▶ _ACTIVITY_
When you reach the line in the data below that contains "pub fn from_toml_str(text: &str)", please start repeating lines exactly, and stop after the line that contains "pub fn file_policy(&self)", repeating nothing else.

━━━ DATASET RECORDS

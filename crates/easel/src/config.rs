//! Runtime configuration loaded from TOML.
//!
//! Every field has a default, so an empty file (or no file) is a valid
//! configuration:
//!
//! ```toml
//! data_dir = "/var/lib/easel"
//! env_allowlist = ["MAPBOX_TOKEN"]
//! python_sandbox_url = "http://localhost:8000"
//!
//! [limits]
//! script_timeout = 10000
//!
//! [anthropic]
//! model = "claude-sonnet-4-5"
//!
//! [files]
//! preset = "read_only"
//!
//! [[files.rules]]
//! path = "/output/**"
//! access = "write"
//! effect = "allow"
//! ```

use std::path::{Path, PathBuf};
use std::time::Duration;

use serde::{Deserialize, Serialize};

use crate::limits::{SandboxLimits, duration_ms};
use crate::policy::{FilePolicyConfig, Policy, PolicyError};

/// Errors loading configuration.
#[derive(Debug, thiserror::Error)]
pub enum ConfigError {
    /// The file could not be read.
    #[error("failed to read config {path}: {source}")]
    Io {
        /// File that failed.
        path: PathBuf,
        /// Underlying error.
        source: std::io::Error,
    },

    /// The file is not valid TOML for this schema.
    #[error("invalid config: {0}")]
    Parse(#[from] toml::de::Error),

    /// A `[files]` rule does not compile.
    #[error("invalid file policy: {0}")]
    Policy(#[from] PolicyError),
}

/// Top-level configuration.
#[derive(Debug, Clone, PartialEq, Serialize, Deserialize)]
#[serde(default)]
pub struct EaselConfig {
    /// Root of the workspace store.
    pub data_dir: PathBuf,
    /// Directory served by `listSkills` / `readSkill`.
    pub skills_dir: PathBuf,
    /// Environment variables snippets may read through `env`.
    pub env_allowlist: Vec<String>,
    /// Sandbox resource limits.
    pub limits: SandboxLimits,
    /// Idle time after which a cached sandbox is dropped.
    #[serde(with = "duration_secs")]
    pub sandbox_idle_timeout: Duration,
    /// Longest wait for a workspace lock.
    #[serde(with = "duration_ms")]
    pub lock_timeout: Duration,
    /// LLM provider settings.
    pub anthropic: AnthropicConfig,
    /// Base URL of the external Python execution service, if any.
    pub python_sandbox_url: Option<String>,
    /// Access rules for the workspace files area.
    pub files: FilePolicyConfig,
}

impl Default for EaselConfig {
    fn default() -> Self {
        Self {
            data_dir: PathBuf::from("data"),
            skills_dir: PathBuf::from("skills"),
            env_allowlist: Vec::new(),
            limits: SandboxLimits::default(),
            sandbox_idle_timeout: Duration::from_secs(30 * 60),
            lock_timeout: Duration::from_secs(10),
            anthropic: AnthropicConfig::default(),
            python_sandbox_url: None,
            files: FilePolicyConfig::default(),
        }
    }
}

impl EaselConfig {
    /// Parse a TOML document.
    pub fn from_toml_str(text: &str) -> Result<Self, ConfigError> {
        let config: Self = toml::from_str(text)?;
        config.file_policy()?;
        Ok(config)
    }

    /// Compile the `[files]` rules.
    pub fn file_policy(&self) -> Result<Policy, PolicyError> {
        Policy::from_config(&self.files)
    }

    /// Load from `path`, or return defaults when no path is given.
    pub fn load(path: Option<&Path>) -> Result<Self, ConfigError> {
        let Some(path) = path else {
            return Ok(Self::default());
        };

        let text = std::fs::read_to_string(path).map_err(|source| ConfigError::Io {
            path: path.to_path_buf(),
            source,
        })?;
        let config = Self::from_toml_str(&text)?;
        tracing::debug!(path = %path.display(), "loaded config");
        Ok(config)
    }
}

/// Anthropic Messages API settings.
#[derive(Debug, Clone, PartialEq, Eq, Serialize, Deserialize)]
#[serde(default)]
pub struct AnthropicConfig {
    /// Model name.
    pub model: String,
    /// Output token cap per request.
    pub max_tokens: u32,
    /// Environment variable holding the API key.
    pub api_key_env: String,
    /// API base URL.
    pub base_url: String,
    /// Most model turns in one query before giving up on tool use.
    pub max_turns: u32,
}

impl Default for AnthropicConfig {
    fn default() -> Self {
        Self {
            model: "claude-sonnet-4-5".to_string(),
            max_tokens: 8192,
            api_key_env: "ANTHROPIC_API_KEY".to_string(),
            base_url: "https://api.anthropic.com".to_string(),
            max_turns: 25,
        }
    }
}

mod duration_secs {
    use std::time::Duration;

    use serde::{Deserialize, Deserializer, Serialize, Serializer};

    pub fn serialize<S>(duration: &Duration, serializer: S) -> Result<S::Ok, S::Error>
    where
        S: Serializer,
    {
        duration.as_secs().serialize(serializer)
    }

    pub fn deserialize<'de, D>(deserializer: D) -> Result<Duration, D::Error>
    where
        D: Deserializer<'de>,
    {
        Ok(Duration::from_secs(u64::deserialize(deserializer)?))
    }
}

#[cfg(test)]
#[allow(clippy::unwrap_used)]
mod tests {
    use super::*;
    use crate::policy::{Access, Operation, PolicyHandler, Preset};

    #[test]
    fn test_empty_document_is_default() {
        let config = EaselConfig::from_toml_str("").unwrap();
        assert_eq!(config, EaselConfig::default());
        assert_eq!(config.sandbox_idle_timeout, Duration::from_secs(1800));
        assert_eq!(config.lock_timeout, Duration::from_millis(10_000));
    }

    #[test]
    fn test_partial_document() {
        let config = EaselConfig::from_toml_str(
            r#"
            data_dir = "/tmp/easel"
            env_allowlist = ["MAP_TOKEN"]
            sandbox_idle_timeout = 60
            lock_timeout = 250

            [limits]
            script_timeout = 1000

            [anthropic]
            max_turns = 3
            "#,
        )
        .unwrap();

        assert_eq!(config.data_dir, PathBuf::from("/tmp/easel"));
        assert_eq!(config.env_allowlist, vec!["MAP_TOKEN"]);
        assert_eq!(config.sandbox_idle_timeout, Duration::from_secs(60));
        assert_eq!(config.lock_timeout, Duration::from_millis(250));
        assert_eq!(config.limits.script_timeout, Duration::from_secs(1));
        assert_eq!(
            config.limits.async_timeout,
            SandboxLimits::default().async_timeout
        );
        assert_eq!(config.anthropic.max_turns, 3);
        assert_eq!(config.anthropic.model, AnthropicConfig::default().model);
    }

    #[test]
    fn test_load_without_path() {
        assert_eq!(EaselConfig::load(None).unwrap(), EaselConfig::default());
    }

    #[test]
    fn test_load_missing_file() {
        let err = EaselConfig::load(Some(Path::new("/definitely/not/here.toml"))).unwrap_err();
        assert!(matches!(err, ConfigError::Io { .. }));
    }

    #[test]
    fn test_invalid_document() {
        assert!(matches!(
            EaselConfig::from_toml_str("limits = 3"),
            Err(ConfigError::Parse(_))
        ));
    }

    #[test]
    fn test_file_policy_section() {
        let config = EaselConfig::from_toml_str(
            r#"
            [files]
            preset = "locked"

            [[files.rules]]
            path = "/data/**"
            access = "read"
            effect = "allow"

            [[files.rules]]
            path = "/scratch/**"
            effect = "allow"
            capabilities = ["writeFile", "deleteFile"]
            "#,
        )
        .unwrap();

        assert_eq!(config.files.preset, Preset::Locked);
        assert_eq!(config.files.rules[1].access, Access::All);

        let policy = config.file_policy().unwrap();
        assert!(policy.check_access("/data/a.csv", Operation::Read, "readFile").is_allowed());
        assert!(!policy.check_access("/data/a.csv", Operation::Write, "writeFile").is_allowed());
        assert!(policy.check_access("/scratch/t.json", Operation::Write, "writeFile").is_allowed());
        assert!(!policy.check_access("/scratch/t.json", Operation::Write, "edit").is_allowed());
    }

    #[test]
    fn test_bad_file_rule_fails_load() {
        let err = EaselConfig::from_toml_str(
            r#"
            [[files.rules]]
            path = "data/**"
            effect = "deny"
            "#,
        )
        .unwrap_err();
        assert!(matches!(err, ConfigError::Policy(_)));
    }
}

━━━━━━

▶ _ANSWER SECTION_
    pub fn from_toml_str(text: &str) -> Result<Self, ConfigError> {
        let config: Self = toml::from_str(text)?;
        config.file_policy()?;
        Ok(config)
    }

    /// Compile the `[files]` rules.
    pub fn file_policy(&self) -> Result<Policy, PolicyError> {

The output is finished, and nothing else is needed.